In den letzten zwei Jahren prägte eine schwere Fußverletzung ihren Alltag, eine Entzündung an der Plantarsehne ließ Esther Cremer nicht wieder auf die Beine kommen. Bei den Deutschen Meisterschaften in Kassel stellte sie sich noch einmal hin und fegte los wie in alten Zeiten. Doch sie hielt nur 200 Meter durch und musste aufgeben. Ein bitteres Ende, das dennoch für den unglaublichen Kampfgeist der Wattenscheider 400-Meter-Läuferin spricht. „Ich wollte ja noch diese eine Saison laufen, aber nach Kassel war ich doch ein bisschen verunsichert“, sagt Cremer heute rückblickend. So wollte sie eigentlich nicht aufhören.
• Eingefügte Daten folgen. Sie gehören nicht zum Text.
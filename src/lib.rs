//! venom_mirror - Shared-memory state mirroring between processes
//!
//! This library keeps typed object collections in sync across processes
//! through a named shared-memory region, and streams high-rate signals
//! through a lock-free ring.
//!
//! # Architecture
//!
//! - **Transport session**: a region holding a small header and a change log
//!   (`PlacedRingBuffer`), guarded by a cross-process mutex
//! - **Reconciliation**: `LocalCollection` publishes creates, updates and
//!   deletes; `RemoteCollection` mirrors them on the other side
//! - **Signals**: `SignalWriter` / `SignalReader` over a single-producer,
//!   multi-consumer block ring that never blocks the producer
//!
//! # Recovery
//!
//! A session whose owner stops heartbeating is treated as stale and rebuilt
//! by the next process that joins. Readers that fall behind the change log
//! resynchronize from the oldest entry and ask for a snapshot.

pub mod atomic;
pub mod bindings;
pub mod error;
pub mod event;
pub mod mutex;
pub mod placed_ring;
pub mod reconcile;
pub mod region;
pub mod session;
pub mod signal;
pub mod spmc;
pub mod view;

pub use error::{MirrorError, Result};
pub use event::{ChangeEvent, ChangeEventType, EventPayload, FieldMask, ObjectEvent, ObjectId};
pub use mutex::{InterprocessMutex, MutexBackend};
pub use reconcile::{
    pump, Collection, InboundCollection, IndexHooks, LocalCollection, NoIndex, PumpStats,
    Reconciled, RemoteCollection,
};
pub use region::{Backing, SharedRegion};
pub use session::{SessionConfig, SessionState, Transaction, TransportSession};
pub use signal::{SignalConfig, SignalReader, SignalWriter, StartAt};
pub use spmc::ReadOutcome;
pub use view::MemoryView;
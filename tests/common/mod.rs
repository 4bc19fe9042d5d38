//! Helpers shared by the integration tests

#![allow(dead_code)]

use std::sync::atomic::{AtomicU32, Ordering};
use std::time::Duration;
use venom_mirror::{
    Backing, FieldMask, MemoryView, MutexBackend, ObjectId, Reconciled, SessionConfig,
};

pub const VALUE: FieldMask = FieldMask::bit(0);
pub const STATUS: FieldMask = FieldMask::bit(1);

/// Region name unique to this process and call
pub fn unique_name(prefix: &str) -> String {
    static NEXT: AtomicU32 = AtomicU32::new(0);
    format!(
        "{}_{}_{}",
        prefix,
        std::process::id(),
        NEXT.fetch_add(1, Ordering::Relaxed)
    )
}

/// In-process session config with a small change log
pub fn heap_config(name: &str, changelog_size: usize) -> SessionConfig {
    SessionConfig {
        backing: Backing::Heap,
        mutex_backend: MutexBackend::File,
        changelog_size,
        schema_hash: [0xfeed, 0, 0, 1],
        stale_after: Duration::from_secs(20),
        ..SessionConfig::new(name)
    }
}

pub fn oid(n: u128) -> ObjectId {
    ObjectId::from_u128(n)
}

/// Two u32 fields
#[derive(Debug, Default, Clone, PartialEq, Eq)]
pub struct Sensor {
    pub value: u32,
    pub status: u32,
}

impl Sensor {
    pub fn new(value: u32, status: u32) -> Self {
        Self { value, status }
    }
}

impl Reconciled for Sensor {
    fn encoded_len(&self, fields: FieldMask) -> usize {
        [VALUE, STATUS].iter().filter(|f| fields.contains(**f)).count() * 4
    }

    fn encode(&self, fields: FieldMask, out: MemoryView<'_>) {
        let mut offset = 0;
        if fields.contains(VALUE) {
            out.write_u32(offset, self.value);
            offset += 4;
        }
        if fields.contains(STATUS) {
            out.write_u32(offset, self.status);
        }
    }

    fn apply(&mut self, encoded: FieldMask, accept: FieldMask, data: MemoryView<'_>) {
        let mut offset = 0;
        if encoded.contains(VALUE) {
            if accept.contains(VALUE) {
                self.value = data.read_u32(offset);
            }
            offset += 4;
        }
        if encoded.contains(STATUS) && accept.contains(STATUS) {
            self.status = data.read_u32(offset);
        }
    }
}

/// Encode `sensor`'s `fields` into `buf`
pub fn encoded<'b>(sensor: &Sensor, fields: FieldMask, buf: &'b mut [u32; 2]) -> MemoryView<'b> {
    let len = sensor.encoded_len(fields);
    // SAFETY: `buf` outlives the view and holds at least `len` bytes
    let view = unsafe { MemoryView::from_raw_parts(std::ptr::NonNull::from(&mut buf[..]).cast(), len) };
    sensor.encode(fields, view);
    view
}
Im Sommerurlaub ist dann aber doch die Entscheidung gereift, den endgültigen Schlussstrich zu ziehen. „Es war jetzt der richtige Zeitpunkt“, erklärt Esther Cremer nach zehn Jahren beim TV Wattenscheid 01. Sie spricht von Erleichterung – als sei nun auch eine Last von ihr abgefallen. Wenn man immer 100 Prozent gibt, hinterlässt das Spuren. Im Kopf wie im Körper: „Ich habe jetzt den ganzen Stress nicht mehr, bin ein bisschen freier. Die Therapie für den Fuß habe ich aber trotzdem zu Ende gebracht, jetzt kann ich endlich wieder normal laufen gehen.“ Und das tut sie auch weiterhin. Der Plan: „Zwei- bis dreimal in der Woche werde ich schon beim TV Wattenscheid vorbeischauen. Sonst würde ich meine Gruppe auch zu sehr vermissen.“ Der Leichtathletik will sie treu bleiben, den TV 01 will sie unterstützen – auch wenn eins klar scheint: Der Trainerjob ist wohl eher nichts für die 28-Jährige.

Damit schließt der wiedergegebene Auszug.